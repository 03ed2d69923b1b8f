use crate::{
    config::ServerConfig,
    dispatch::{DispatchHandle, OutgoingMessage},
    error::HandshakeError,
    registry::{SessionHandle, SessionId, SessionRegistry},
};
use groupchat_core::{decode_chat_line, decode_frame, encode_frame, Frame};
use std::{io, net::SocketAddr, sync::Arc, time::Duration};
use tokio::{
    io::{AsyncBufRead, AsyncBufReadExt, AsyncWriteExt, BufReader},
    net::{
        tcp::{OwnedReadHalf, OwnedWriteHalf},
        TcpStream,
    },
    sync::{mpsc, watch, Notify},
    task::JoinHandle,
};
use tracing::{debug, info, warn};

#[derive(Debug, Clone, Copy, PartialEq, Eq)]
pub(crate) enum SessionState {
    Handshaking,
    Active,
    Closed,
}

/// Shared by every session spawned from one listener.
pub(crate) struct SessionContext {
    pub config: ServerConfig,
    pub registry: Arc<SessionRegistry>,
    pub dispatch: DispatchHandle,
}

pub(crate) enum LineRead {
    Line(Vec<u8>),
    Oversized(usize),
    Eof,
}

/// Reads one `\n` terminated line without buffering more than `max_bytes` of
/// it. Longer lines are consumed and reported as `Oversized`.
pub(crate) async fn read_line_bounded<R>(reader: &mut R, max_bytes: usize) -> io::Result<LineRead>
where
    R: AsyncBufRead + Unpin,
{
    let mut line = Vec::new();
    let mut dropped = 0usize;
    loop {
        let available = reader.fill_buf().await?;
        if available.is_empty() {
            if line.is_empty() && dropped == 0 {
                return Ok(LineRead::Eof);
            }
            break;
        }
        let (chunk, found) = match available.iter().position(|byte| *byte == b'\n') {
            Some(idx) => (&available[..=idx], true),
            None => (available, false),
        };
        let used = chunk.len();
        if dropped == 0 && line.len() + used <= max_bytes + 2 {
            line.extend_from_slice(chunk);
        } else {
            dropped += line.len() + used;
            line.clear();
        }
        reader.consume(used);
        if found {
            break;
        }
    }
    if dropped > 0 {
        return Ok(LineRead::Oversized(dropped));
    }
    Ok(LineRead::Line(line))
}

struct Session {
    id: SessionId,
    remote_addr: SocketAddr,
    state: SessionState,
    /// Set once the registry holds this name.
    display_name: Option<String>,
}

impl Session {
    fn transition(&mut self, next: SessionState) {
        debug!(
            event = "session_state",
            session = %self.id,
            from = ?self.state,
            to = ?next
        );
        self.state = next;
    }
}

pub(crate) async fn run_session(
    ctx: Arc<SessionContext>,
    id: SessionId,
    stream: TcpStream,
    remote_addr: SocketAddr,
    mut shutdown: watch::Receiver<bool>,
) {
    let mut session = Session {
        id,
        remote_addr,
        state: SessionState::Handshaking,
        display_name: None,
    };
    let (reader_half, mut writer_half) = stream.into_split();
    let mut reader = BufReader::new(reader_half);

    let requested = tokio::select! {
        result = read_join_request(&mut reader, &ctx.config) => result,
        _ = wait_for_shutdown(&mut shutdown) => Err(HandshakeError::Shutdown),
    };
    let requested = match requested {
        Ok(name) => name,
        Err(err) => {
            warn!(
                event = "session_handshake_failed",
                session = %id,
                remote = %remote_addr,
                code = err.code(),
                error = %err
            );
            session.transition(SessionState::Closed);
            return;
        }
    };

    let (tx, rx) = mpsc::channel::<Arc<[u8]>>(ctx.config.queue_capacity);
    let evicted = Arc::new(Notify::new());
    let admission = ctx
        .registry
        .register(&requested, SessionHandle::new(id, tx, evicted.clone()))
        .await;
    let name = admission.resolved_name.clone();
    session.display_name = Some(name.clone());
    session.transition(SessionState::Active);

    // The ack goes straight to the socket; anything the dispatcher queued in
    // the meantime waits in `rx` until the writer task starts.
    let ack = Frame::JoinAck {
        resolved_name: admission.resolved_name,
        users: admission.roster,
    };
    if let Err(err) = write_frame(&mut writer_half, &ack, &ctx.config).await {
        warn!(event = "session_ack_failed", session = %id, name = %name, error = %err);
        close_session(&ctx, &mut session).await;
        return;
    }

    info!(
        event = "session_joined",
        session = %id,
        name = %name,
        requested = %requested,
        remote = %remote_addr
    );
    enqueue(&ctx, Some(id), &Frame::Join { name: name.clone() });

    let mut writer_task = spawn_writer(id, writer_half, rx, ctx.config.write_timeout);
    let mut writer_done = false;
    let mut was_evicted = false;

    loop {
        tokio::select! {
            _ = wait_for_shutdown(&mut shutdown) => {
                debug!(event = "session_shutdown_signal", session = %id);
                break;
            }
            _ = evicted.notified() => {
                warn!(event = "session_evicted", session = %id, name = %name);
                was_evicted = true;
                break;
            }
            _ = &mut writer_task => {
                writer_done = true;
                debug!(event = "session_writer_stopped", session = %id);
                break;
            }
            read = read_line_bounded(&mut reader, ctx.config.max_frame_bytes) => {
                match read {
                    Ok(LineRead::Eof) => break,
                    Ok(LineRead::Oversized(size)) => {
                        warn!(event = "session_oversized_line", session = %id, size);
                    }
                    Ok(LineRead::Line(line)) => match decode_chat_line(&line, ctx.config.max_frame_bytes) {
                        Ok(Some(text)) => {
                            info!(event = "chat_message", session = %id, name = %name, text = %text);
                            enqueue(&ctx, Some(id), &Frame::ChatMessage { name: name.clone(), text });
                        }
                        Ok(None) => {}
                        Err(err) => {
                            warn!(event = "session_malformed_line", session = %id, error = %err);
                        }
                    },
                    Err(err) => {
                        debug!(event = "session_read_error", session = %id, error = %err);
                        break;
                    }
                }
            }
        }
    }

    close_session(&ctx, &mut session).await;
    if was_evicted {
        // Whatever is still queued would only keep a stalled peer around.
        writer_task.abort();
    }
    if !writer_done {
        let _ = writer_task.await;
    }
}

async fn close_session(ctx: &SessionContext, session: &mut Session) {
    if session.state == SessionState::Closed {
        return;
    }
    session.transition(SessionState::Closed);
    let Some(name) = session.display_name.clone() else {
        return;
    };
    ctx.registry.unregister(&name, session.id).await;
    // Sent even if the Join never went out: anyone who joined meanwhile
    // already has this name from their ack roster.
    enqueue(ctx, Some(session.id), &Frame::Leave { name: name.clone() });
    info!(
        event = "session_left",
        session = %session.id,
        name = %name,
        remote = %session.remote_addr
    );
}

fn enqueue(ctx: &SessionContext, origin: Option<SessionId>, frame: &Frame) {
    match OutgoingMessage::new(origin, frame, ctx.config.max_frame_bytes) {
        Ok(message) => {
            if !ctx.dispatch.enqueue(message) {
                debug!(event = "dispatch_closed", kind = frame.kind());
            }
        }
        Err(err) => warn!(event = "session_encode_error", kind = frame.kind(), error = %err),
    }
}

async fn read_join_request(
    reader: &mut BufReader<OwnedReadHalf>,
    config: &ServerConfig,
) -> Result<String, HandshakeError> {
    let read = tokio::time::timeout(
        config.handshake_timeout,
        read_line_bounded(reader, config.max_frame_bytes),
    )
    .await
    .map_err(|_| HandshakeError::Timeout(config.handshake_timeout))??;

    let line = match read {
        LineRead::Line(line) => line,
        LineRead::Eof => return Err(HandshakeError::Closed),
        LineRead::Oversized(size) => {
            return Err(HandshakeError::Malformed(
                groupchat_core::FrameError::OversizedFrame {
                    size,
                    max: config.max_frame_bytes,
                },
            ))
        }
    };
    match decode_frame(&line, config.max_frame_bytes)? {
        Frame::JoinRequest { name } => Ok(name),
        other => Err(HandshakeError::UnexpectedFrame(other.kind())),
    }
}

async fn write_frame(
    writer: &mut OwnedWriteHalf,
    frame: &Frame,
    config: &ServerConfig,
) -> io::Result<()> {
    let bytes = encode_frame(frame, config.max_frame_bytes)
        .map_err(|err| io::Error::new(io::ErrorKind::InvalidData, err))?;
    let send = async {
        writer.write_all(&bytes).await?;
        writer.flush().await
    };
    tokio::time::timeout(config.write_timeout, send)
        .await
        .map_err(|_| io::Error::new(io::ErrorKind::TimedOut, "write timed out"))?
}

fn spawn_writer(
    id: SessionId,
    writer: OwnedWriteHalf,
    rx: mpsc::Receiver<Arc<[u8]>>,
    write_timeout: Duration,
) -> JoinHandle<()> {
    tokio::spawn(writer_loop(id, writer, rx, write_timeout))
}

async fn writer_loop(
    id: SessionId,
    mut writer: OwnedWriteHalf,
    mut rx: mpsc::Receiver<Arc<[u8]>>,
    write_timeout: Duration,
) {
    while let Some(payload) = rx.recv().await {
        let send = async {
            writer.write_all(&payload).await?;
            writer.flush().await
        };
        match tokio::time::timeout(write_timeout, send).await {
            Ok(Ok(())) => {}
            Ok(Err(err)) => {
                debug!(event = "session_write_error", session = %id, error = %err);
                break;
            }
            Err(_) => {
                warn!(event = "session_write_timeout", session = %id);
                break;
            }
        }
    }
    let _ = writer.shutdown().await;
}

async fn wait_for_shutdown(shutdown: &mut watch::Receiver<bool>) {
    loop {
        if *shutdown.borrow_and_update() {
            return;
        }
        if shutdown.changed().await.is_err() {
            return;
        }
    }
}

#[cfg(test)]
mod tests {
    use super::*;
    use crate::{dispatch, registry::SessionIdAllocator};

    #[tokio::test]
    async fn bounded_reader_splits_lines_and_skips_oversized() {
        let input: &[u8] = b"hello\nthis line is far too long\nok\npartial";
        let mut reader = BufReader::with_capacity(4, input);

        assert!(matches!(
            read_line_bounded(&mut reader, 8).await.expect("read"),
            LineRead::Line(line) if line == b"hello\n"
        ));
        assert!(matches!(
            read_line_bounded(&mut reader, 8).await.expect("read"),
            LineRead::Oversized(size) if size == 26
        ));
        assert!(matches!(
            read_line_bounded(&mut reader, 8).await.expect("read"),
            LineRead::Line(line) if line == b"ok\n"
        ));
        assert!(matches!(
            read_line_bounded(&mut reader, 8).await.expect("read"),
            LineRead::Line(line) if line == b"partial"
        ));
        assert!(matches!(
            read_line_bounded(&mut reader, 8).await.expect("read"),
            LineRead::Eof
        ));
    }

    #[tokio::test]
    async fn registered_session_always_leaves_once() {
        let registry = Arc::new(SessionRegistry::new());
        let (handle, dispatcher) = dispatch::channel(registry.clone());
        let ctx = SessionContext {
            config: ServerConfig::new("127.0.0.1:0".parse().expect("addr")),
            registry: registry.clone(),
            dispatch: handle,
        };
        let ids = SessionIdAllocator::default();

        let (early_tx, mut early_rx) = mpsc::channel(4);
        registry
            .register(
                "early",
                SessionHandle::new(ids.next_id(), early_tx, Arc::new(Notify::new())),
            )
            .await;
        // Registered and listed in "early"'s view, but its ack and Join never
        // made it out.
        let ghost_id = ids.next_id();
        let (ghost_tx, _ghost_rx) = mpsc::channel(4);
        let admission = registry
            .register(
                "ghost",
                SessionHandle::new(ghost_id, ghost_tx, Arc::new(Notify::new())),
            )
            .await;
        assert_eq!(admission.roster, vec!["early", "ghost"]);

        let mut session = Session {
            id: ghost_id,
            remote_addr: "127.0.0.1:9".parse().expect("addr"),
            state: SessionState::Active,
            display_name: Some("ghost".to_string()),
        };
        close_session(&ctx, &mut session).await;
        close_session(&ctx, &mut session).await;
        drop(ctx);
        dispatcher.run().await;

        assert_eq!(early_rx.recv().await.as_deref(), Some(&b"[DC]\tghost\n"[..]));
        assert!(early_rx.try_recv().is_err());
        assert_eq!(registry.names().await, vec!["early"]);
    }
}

────────

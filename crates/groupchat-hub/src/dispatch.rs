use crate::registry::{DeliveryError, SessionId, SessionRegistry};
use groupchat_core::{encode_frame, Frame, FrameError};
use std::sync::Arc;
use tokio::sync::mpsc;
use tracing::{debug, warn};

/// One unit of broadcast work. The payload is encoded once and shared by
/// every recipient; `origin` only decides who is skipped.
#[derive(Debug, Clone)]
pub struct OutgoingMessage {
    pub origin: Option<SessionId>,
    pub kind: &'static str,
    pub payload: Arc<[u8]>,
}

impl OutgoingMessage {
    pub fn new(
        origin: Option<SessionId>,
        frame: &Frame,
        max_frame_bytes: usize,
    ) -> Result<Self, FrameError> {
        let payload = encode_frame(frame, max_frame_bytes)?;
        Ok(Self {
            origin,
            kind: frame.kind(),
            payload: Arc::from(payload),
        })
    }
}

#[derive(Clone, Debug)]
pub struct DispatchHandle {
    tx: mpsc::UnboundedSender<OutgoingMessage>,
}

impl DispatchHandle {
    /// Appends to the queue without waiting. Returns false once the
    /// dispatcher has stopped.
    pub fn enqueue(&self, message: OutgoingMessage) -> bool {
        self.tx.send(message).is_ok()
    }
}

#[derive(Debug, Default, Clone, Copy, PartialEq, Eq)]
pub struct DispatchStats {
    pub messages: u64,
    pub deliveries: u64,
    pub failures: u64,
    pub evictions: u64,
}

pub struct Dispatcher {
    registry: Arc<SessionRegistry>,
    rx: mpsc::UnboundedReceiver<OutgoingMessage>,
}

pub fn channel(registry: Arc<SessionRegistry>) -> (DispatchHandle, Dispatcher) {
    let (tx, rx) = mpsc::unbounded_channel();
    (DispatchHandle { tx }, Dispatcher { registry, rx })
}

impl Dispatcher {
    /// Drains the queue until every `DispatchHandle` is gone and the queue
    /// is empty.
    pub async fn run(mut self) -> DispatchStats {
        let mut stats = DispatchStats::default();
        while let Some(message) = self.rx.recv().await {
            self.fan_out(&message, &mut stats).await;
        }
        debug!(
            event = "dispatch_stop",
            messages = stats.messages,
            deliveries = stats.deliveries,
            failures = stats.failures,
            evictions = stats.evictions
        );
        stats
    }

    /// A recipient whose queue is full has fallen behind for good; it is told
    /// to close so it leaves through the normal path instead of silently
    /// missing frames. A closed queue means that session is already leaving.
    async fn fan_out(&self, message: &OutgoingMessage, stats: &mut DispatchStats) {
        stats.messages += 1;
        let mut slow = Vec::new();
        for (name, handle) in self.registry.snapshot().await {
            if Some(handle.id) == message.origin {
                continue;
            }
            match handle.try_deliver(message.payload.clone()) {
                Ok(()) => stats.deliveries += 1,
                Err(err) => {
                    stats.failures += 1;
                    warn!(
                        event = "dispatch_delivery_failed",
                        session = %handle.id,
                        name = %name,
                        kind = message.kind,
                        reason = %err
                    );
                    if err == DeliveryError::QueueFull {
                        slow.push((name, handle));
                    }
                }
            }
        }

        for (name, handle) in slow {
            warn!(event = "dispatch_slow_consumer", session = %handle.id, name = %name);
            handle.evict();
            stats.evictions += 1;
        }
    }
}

────────

▶ **Instructions to follow**:
Show all of the lines above in which "origin" is present.

▶ **Output**:
fn enqueue(ctx: &SessionContext, origin: Option<SessionId>, frame: &Frame) {
    match OutgoingMessage::new(origin, frame, ctx.config.max_frame_bytes) {
/// every recipient; `origin` only decides who is skipped.
    pub origin: Option<SessionId>,
        origin: Option<SessionId>,
            origin,
            if Some(handle.id) == message.origin {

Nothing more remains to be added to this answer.